Assignment: Scan the records below and copy every line that contains the string "Heuristic".

Source records:
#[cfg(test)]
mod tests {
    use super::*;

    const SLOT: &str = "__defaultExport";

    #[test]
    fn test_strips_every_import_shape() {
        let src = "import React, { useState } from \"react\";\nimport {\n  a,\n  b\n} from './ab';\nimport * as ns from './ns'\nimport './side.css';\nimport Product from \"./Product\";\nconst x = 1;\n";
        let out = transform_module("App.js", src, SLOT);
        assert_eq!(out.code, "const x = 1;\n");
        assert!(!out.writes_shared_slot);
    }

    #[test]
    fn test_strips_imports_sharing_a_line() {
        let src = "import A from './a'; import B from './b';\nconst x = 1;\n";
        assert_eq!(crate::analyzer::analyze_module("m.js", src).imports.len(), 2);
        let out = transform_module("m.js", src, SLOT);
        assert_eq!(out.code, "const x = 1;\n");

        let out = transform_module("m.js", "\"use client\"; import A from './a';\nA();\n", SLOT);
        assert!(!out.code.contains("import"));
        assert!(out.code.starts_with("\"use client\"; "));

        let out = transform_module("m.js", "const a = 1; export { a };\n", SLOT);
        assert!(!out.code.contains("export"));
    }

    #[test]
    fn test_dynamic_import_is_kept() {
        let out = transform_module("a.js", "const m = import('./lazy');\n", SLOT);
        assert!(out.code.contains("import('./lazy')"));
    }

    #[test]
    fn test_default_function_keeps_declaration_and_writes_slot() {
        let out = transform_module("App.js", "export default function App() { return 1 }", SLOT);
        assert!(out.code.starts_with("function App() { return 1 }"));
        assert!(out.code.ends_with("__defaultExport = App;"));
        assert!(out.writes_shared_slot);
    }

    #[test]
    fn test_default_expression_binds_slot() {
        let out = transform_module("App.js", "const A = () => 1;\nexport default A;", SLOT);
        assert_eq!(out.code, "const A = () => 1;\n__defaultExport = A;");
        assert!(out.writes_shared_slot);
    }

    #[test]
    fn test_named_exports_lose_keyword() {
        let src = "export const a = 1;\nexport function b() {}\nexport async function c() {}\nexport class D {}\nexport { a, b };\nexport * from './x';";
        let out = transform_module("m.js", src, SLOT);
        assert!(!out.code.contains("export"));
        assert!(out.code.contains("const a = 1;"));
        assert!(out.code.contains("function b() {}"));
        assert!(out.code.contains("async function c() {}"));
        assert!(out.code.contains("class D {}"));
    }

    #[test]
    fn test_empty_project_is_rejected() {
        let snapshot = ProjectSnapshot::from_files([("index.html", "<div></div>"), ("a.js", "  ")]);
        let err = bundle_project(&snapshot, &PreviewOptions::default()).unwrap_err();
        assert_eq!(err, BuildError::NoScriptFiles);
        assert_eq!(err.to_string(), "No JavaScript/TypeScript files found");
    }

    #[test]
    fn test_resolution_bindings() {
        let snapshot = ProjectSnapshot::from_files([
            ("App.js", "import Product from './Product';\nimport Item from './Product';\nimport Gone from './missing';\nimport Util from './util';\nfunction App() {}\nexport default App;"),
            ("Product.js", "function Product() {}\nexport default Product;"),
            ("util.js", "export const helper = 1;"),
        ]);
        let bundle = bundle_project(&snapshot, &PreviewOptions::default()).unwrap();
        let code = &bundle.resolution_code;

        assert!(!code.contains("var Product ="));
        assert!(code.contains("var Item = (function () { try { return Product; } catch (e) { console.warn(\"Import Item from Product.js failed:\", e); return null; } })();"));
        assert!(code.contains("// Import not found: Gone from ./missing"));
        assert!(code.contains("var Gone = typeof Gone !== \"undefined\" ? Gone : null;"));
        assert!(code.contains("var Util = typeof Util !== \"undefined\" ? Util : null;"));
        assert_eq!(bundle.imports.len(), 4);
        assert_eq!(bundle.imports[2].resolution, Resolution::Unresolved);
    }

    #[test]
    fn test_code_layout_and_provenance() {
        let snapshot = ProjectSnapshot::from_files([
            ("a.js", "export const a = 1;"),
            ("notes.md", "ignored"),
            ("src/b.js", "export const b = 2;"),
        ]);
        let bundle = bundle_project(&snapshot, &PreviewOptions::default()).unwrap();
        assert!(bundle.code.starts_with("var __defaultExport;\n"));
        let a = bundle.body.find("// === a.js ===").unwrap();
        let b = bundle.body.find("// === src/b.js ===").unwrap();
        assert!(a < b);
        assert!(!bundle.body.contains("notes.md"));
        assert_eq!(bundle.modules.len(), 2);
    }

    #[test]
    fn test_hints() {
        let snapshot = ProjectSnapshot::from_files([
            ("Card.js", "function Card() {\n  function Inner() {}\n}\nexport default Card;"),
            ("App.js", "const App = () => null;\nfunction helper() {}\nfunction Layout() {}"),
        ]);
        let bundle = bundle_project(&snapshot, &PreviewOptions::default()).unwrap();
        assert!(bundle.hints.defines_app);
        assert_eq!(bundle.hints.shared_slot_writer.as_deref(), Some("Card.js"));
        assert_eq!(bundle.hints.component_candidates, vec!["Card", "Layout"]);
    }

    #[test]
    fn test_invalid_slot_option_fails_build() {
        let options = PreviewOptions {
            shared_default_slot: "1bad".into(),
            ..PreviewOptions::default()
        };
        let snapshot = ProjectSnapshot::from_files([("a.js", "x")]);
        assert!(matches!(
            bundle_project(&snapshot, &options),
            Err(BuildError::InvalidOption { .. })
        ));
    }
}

---

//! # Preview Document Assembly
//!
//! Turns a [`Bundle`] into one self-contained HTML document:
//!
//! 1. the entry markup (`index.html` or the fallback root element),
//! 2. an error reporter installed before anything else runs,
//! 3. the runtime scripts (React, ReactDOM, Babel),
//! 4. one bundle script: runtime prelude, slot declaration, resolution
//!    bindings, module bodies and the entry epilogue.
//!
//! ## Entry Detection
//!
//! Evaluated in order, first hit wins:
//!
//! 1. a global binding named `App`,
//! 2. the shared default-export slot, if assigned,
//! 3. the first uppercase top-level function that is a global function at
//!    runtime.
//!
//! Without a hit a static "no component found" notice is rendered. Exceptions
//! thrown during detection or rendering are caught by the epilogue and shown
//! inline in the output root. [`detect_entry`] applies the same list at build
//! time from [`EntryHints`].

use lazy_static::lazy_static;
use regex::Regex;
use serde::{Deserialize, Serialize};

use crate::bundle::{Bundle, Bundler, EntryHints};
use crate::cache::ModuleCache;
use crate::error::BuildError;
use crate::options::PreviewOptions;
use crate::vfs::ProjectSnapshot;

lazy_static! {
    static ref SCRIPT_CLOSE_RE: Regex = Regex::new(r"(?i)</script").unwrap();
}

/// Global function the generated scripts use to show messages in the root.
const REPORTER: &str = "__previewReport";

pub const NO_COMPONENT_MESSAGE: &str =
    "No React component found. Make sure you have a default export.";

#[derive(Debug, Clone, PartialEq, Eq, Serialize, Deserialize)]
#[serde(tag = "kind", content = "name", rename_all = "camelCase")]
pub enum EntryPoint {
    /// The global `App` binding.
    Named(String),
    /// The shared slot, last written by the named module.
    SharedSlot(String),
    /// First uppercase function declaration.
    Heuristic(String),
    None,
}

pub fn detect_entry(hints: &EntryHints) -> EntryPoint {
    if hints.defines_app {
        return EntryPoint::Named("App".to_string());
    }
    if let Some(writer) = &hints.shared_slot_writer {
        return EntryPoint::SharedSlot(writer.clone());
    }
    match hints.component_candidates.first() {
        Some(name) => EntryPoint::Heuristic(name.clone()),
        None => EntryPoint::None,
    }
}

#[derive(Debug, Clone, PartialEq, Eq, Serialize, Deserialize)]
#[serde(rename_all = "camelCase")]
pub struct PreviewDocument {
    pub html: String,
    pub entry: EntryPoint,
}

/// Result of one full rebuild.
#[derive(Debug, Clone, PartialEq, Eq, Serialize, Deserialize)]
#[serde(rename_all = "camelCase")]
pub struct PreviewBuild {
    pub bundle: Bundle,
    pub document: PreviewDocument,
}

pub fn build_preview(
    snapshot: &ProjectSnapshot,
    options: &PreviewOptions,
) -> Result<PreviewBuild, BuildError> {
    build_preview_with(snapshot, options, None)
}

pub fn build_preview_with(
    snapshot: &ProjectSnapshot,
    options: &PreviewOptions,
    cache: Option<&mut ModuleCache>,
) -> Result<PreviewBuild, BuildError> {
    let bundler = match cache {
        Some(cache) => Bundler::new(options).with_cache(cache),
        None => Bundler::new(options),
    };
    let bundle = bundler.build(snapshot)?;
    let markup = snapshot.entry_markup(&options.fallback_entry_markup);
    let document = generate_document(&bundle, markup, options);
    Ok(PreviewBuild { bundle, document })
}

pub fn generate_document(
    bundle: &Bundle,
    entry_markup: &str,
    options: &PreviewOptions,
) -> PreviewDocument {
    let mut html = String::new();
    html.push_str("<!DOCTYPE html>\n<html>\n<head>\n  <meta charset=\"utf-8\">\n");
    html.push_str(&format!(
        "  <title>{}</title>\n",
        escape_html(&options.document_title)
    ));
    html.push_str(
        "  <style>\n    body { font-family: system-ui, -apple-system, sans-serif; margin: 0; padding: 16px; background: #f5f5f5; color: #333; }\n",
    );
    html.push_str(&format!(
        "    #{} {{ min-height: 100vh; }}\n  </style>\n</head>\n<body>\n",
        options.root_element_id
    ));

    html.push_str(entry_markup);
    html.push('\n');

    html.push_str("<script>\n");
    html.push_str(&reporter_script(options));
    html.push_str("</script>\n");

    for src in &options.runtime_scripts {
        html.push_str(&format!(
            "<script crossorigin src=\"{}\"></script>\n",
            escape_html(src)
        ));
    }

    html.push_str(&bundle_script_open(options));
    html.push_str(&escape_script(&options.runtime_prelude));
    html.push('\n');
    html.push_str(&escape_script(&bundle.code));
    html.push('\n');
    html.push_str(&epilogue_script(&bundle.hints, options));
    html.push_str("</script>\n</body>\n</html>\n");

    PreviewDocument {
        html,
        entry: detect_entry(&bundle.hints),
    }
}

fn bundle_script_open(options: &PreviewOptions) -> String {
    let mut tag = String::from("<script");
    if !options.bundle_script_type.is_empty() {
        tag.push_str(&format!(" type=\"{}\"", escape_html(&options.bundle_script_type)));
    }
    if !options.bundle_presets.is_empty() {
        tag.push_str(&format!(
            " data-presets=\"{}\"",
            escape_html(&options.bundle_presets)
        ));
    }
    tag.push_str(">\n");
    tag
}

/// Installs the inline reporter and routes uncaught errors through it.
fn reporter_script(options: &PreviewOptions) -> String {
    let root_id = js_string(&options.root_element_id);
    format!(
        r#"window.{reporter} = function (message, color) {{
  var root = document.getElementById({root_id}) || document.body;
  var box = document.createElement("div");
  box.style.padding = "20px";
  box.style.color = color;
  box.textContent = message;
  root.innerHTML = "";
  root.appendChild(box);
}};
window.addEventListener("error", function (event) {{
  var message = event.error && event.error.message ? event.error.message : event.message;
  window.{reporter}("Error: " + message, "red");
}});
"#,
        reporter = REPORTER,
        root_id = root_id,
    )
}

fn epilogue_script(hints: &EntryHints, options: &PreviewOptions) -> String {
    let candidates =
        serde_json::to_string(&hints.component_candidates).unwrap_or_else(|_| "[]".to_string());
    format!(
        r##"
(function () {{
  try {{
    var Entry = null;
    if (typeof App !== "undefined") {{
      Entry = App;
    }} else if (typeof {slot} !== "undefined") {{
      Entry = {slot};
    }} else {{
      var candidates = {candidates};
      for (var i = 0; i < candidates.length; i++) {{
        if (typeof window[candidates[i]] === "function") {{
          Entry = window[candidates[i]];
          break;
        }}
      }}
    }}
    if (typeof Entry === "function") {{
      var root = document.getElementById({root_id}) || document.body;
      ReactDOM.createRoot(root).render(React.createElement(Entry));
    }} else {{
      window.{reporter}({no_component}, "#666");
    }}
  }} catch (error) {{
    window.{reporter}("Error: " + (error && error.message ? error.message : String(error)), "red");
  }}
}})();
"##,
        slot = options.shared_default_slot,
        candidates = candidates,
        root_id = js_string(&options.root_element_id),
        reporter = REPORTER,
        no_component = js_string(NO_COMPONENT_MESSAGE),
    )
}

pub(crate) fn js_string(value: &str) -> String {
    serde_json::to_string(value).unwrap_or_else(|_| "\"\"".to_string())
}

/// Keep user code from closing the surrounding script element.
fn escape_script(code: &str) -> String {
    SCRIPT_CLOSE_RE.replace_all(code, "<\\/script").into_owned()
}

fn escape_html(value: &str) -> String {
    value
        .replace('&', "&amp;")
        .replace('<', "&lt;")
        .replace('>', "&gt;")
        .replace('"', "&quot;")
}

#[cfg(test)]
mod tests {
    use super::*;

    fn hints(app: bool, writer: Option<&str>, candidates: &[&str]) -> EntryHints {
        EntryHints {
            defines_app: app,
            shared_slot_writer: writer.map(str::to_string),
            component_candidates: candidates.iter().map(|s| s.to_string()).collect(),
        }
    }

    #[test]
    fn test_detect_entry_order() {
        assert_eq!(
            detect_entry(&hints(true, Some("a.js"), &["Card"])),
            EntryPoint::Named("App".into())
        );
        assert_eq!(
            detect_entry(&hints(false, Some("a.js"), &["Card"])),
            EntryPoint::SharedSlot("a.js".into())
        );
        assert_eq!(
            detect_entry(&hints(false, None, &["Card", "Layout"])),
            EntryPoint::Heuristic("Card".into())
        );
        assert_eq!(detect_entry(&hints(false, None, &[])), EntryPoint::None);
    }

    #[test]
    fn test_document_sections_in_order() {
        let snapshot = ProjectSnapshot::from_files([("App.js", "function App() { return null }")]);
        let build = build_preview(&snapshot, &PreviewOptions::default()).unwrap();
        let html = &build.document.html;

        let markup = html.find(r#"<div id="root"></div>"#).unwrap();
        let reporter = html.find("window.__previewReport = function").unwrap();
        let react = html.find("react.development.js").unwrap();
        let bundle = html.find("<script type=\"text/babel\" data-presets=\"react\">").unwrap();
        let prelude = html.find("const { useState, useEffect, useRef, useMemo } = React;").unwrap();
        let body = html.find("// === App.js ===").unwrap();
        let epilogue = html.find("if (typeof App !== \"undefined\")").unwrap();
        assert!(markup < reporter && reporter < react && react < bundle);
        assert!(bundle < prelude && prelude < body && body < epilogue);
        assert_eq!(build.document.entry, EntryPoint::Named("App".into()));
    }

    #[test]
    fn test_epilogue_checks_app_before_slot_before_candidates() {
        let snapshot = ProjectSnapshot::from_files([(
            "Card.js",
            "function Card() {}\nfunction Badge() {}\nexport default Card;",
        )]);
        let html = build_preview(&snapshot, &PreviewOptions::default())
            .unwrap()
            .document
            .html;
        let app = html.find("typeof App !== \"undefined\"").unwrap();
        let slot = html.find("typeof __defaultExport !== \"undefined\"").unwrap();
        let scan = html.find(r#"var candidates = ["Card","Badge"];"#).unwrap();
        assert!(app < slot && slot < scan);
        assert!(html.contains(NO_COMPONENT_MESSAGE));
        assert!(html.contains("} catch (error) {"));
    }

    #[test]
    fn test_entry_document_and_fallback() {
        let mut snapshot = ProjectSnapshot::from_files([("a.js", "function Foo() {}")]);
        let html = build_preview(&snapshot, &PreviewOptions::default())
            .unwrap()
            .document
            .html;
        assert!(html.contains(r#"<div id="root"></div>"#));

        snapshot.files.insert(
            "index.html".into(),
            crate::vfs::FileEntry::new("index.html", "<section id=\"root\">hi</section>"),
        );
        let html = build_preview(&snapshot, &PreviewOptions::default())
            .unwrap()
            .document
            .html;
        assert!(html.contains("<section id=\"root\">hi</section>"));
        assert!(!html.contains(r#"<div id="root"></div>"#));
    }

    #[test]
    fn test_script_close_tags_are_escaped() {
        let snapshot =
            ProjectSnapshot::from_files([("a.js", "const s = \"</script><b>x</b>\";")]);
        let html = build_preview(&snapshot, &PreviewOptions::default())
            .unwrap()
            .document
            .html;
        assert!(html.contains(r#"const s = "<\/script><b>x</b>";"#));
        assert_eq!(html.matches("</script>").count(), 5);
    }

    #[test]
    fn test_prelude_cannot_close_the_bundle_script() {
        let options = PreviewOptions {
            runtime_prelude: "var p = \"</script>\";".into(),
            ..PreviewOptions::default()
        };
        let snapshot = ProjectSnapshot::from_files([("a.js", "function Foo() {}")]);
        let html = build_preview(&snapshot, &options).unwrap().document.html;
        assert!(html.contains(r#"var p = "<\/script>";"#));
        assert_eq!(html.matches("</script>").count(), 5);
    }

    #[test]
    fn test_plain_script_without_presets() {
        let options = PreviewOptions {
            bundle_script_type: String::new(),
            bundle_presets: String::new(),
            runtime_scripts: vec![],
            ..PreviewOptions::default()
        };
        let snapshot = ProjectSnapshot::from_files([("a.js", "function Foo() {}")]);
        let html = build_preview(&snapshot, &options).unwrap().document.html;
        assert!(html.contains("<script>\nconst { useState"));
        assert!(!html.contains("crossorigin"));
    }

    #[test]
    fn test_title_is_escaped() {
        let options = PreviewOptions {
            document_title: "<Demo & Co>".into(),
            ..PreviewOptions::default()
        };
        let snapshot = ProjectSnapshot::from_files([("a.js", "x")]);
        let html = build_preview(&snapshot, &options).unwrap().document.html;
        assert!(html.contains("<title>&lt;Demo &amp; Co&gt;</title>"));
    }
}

* * *

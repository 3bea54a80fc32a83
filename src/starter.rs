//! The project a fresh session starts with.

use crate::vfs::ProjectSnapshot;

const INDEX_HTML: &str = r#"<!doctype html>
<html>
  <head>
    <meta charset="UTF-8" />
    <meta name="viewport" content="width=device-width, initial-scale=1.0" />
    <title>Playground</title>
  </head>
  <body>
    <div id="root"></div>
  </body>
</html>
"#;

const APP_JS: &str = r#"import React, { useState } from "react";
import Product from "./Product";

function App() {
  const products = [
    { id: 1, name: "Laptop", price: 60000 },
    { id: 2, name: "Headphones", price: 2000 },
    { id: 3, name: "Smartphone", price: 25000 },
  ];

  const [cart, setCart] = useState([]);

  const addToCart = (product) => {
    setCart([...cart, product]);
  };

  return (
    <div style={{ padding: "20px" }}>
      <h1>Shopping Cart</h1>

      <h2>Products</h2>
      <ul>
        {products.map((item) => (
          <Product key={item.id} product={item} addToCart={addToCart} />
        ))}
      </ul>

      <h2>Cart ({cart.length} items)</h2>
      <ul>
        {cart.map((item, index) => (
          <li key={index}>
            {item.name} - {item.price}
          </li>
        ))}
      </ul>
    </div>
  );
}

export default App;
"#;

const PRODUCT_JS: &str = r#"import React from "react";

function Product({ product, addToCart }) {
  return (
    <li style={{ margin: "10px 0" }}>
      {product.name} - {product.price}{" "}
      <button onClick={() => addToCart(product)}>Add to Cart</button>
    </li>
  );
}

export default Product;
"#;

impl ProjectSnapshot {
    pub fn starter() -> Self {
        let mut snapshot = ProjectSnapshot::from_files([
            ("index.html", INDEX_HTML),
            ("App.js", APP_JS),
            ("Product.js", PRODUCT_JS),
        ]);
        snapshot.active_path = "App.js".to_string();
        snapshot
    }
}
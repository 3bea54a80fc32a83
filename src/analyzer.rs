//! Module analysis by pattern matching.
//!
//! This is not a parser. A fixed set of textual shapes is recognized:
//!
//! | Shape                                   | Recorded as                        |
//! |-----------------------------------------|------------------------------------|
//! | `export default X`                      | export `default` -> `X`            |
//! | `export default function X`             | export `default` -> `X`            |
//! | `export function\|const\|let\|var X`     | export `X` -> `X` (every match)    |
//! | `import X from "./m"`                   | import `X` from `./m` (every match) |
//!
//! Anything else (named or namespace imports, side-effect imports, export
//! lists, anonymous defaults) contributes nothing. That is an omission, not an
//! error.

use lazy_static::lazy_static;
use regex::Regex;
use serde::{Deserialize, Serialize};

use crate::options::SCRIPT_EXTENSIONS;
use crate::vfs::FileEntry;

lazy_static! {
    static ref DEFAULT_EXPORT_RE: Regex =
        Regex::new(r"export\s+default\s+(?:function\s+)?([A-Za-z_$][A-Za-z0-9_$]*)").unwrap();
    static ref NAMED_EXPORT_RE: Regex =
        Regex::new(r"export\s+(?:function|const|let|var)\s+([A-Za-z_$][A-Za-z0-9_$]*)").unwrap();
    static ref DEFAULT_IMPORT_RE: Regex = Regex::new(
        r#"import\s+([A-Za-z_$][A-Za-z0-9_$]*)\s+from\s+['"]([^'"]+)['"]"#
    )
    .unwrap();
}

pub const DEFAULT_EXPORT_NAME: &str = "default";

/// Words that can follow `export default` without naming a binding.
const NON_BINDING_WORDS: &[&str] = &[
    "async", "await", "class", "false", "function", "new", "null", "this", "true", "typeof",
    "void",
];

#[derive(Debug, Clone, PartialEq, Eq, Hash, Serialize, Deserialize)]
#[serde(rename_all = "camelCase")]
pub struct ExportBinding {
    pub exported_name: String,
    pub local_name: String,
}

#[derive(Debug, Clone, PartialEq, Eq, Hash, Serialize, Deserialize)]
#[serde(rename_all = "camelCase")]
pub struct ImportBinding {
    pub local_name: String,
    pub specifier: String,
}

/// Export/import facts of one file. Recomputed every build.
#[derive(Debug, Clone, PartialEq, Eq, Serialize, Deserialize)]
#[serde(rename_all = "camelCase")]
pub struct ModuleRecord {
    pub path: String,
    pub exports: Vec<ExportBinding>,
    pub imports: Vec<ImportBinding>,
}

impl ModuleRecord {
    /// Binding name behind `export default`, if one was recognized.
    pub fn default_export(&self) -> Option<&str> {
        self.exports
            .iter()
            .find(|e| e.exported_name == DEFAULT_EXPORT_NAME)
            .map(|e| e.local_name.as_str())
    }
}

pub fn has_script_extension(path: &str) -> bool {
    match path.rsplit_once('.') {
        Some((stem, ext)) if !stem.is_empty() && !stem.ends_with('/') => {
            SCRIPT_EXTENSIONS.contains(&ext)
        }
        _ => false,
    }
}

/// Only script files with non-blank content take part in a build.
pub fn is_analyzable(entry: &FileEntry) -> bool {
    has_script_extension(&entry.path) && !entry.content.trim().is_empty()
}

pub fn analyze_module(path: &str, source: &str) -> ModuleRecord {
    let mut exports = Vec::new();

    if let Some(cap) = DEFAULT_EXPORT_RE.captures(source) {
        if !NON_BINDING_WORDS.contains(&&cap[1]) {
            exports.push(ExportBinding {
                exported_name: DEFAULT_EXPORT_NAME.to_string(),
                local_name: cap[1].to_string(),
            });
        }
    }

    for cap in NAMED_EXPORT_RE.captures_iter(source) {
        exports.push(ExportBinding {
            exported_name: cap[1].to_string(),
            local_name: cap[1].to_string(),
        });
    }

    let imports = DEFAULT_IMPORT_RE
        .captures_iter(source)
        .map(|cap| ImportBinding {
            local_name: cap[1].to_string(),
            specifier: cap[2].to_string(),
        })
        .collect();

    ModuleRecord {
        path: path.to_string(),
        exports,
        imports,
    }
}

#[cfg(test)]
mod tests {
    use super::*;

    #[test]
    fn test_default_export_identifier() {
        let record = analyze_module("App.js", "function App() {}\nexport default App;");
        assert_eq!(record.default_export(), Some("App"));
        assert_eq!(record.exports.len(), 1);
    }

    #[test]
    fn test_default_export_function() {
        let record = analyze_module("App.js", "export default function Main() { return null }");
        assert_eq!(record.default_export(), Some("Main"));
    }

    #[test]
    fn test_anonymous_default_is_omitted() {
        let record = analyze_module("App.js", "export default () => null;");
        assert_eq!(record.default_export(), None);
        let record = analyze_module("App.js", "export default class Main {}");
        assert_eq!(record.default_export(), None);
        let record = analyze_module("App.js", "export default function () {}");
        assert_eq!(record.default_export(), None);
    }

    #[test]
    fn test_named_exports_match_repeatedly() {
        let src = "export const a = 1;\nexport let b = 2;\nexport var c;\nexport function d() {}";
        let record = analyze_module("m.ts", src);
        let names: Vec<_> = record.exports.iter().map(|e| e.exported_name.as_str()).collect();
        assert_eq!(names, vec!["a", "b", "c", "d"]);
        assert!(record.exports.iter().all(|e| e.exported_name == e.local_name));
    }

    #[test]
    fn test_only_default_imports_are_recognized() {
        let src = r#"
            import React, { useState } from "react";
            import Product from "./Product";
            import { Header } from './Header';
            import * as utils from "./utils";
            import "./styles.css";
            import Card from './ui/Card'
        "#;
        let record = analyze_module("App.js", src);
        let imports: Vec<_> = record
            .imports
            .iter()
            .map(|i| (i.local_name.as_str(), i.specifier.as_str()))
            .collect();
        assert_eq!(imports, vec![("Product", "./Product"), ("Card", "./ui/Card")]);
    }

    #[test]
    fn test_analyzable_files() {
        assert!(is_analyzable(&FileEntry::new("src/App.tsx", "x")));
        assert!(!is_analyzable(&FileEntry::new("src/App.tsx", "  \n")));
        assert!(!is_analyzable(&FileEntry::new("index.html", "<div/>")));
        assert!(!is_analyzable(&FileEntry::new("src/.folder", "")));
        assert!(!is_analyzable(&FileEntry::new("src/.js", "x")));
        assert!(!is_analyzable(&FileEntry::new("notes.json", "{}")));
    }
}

Expected answer:
    Heuristic(String),
        Some(name) => EntryPoint::Heuristic(name.clone()),
            EntryPoint::Heuristic("Card".into())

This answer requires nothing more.